The first 1-2 years of my online career were not spectacular. I didn’t become a millionaire or anything. But eventually, my online business grew to provide a high six-figure sustainable income. I also learned a lot of skills and strategies along the way.

Some time ago, at the height of the pandemic, a concerned reader emailed me about the current state of the economy. The reader was curious: How could they work from home and build a profitable online career?

“I’d like to transition into building a career online,” the reader said. “There’s so much on my mind and things are not getting easier. Can you share your tips for starting an online business/career?”

Back then, lots of people were going into quarantine because of the novel Coronavirus. It’s been over 3 years now, but that reader’s email is still relevant today. That’s the thing with the present world: There is always disruption in the form of wars, new technologies, diseases, etc.

Uncertainty is a natural part of life.
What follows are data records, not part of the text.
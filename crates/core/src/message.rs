//! Message and Conversation transcript types.
//!
//! A conversation is the unit of state the loop runner owns: an ordered
//! message list that is resent to the model in full on every round, so the
//! model never loses earlier tool outputs.

use chrono::{DateTime, Utc};
use serde::{Deserialize, Serialize};
use uuid::Uuid;

/// The role of a message sender in a conversation.
#[derive(Debug, Clone, PartialEq, Eq, Serialize, Deserialize)]
#[serde(rename_all = "lowercase")]
pub enum Role {
    /// System instructions (persona prompt)
    System,
    /// The end user
    User,
    /// The reasoning model
    Assistant,
    /// Tool execution result
    Tool,
}

/// A single message in a conversation.
#[derive(Debug, Clone, Serialize, Deserialize)]
pub struct Message {
    /// Unique message ID
    pub id: String,

    /// Who sent this message
    pub role: Role,

    /// The text content
    pub content: String,

    /// Tool invocations requested by the assistant (if any)
    #[serde(default, skip_serializing_if = "Vec::is_empty")]
    pub tool_calls: Vec<MessageToolCall>,

    /// If this is a tool result, which tool call it responds to
    #[serde(default, skip_serializing_if = "Option::is_none")]
    pub tool_call_id: Option<String>,

    /// Timestamp
    pub timestamp: DateTime<Utc>,
}

impl Message {
    fn new(role: Role, content: impl Into<String>) -> Self {
        Self {
            id: Uuid::new_v4().to_string(),
            role,
            content: content.into(),
            tool_calls: Vec::new(),
            tool_call_id: None,
            timestamp: Utc::now(),
        }
    }

    /// Create a new system message.
    pub fn system(content: impl Into<String>) -> Self {
        Self::new(Role::System, content)
    }

    /// Create a new user message.
    pub fn user(content: impl Into<String>) -> Self {
        Self::new(Role::User, content)
    }

    /// Create a new assistant message.
    pub fn assistant(content: impl Into<String>) -> Self {
        Self::new(Role::Assistant, content)
    }

    /// Create a tool result message correlated to a tool call.
    pub fn tool_result(tool_call_id: impl Into<String>, content: impl Into<String>) -> Self {
        Self {
            tool_call_id: Some(tool_call_id.into()),
            ..Self::new(Role::Tool, content)
        }
    }
}

/// A tool invocation embedded in an assistant message.
///
/// `arguments` is the raw JSON string as the model produced it — it is not
/// validated until the dispatcher sees it.
#[derive(Debug, Clone, Serialize, Deserialize)]
pub struct MessageToolCall {
    /// Unique ID for this tool call (assigned by the model)
    pub id: String,

    /// Name of the tool to invoke
    pub name: String,

    /// Arguments as a JSON string
    pub arguments: String,
}

/// An ordered sequence of messages with shared context.
#[derive(Debug, Clone, Serialize, Deserialize)]
pub struct Conversation {
    /// Unique conversation ID
    pub id: String,

    /// Ordered messages
    pub messages: Vec<Message>,

    /// When this conversation was created
    pub created_at: DateTime<Utc>,

    /// When the last message was added
    pub updated_at: DateTime<Utc>,
}

impl Conversation {
    /// Create a new empty conversation.
    pub fn new() -> Self {
        let now = Utc::now();
        Self {
            id: Uuid::new_v4().to_string(),
            messages: Vec::new(),
            created_at: now,
            updated_at: now,
        }
    }

    /// Add a message to the conversation.
    pub fn push(&mut self, message: Message) {
        self.updated_at = Utc::now();
        self.messages.push(message);
    }
}

impl Default for Conversation {
    fn default() -> Self {
        Self::new()
    }
}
We can’t afford to only have one income stream because freedom is all about having options. That’s why building an online career or side business is so important.

Many folks have attempted to build a profitable online career. But most of them failed. Data shows that around 90% of new online businesses fail after just 4 months!1Source: Entrepreneur

I’ve seen a bunch of social media influencers who make it seem like building an online career is a breeze. “Just become an influencer/blogger/vlogger/life coach like me and you’ll make big money in no time!” So I’ll be honest with you: Building a profitable online career is hard.

BUT it’s also not rocket science. As long as you’re equipped with the right skills and strategies, you’ll eventually grow your income and freedom over time.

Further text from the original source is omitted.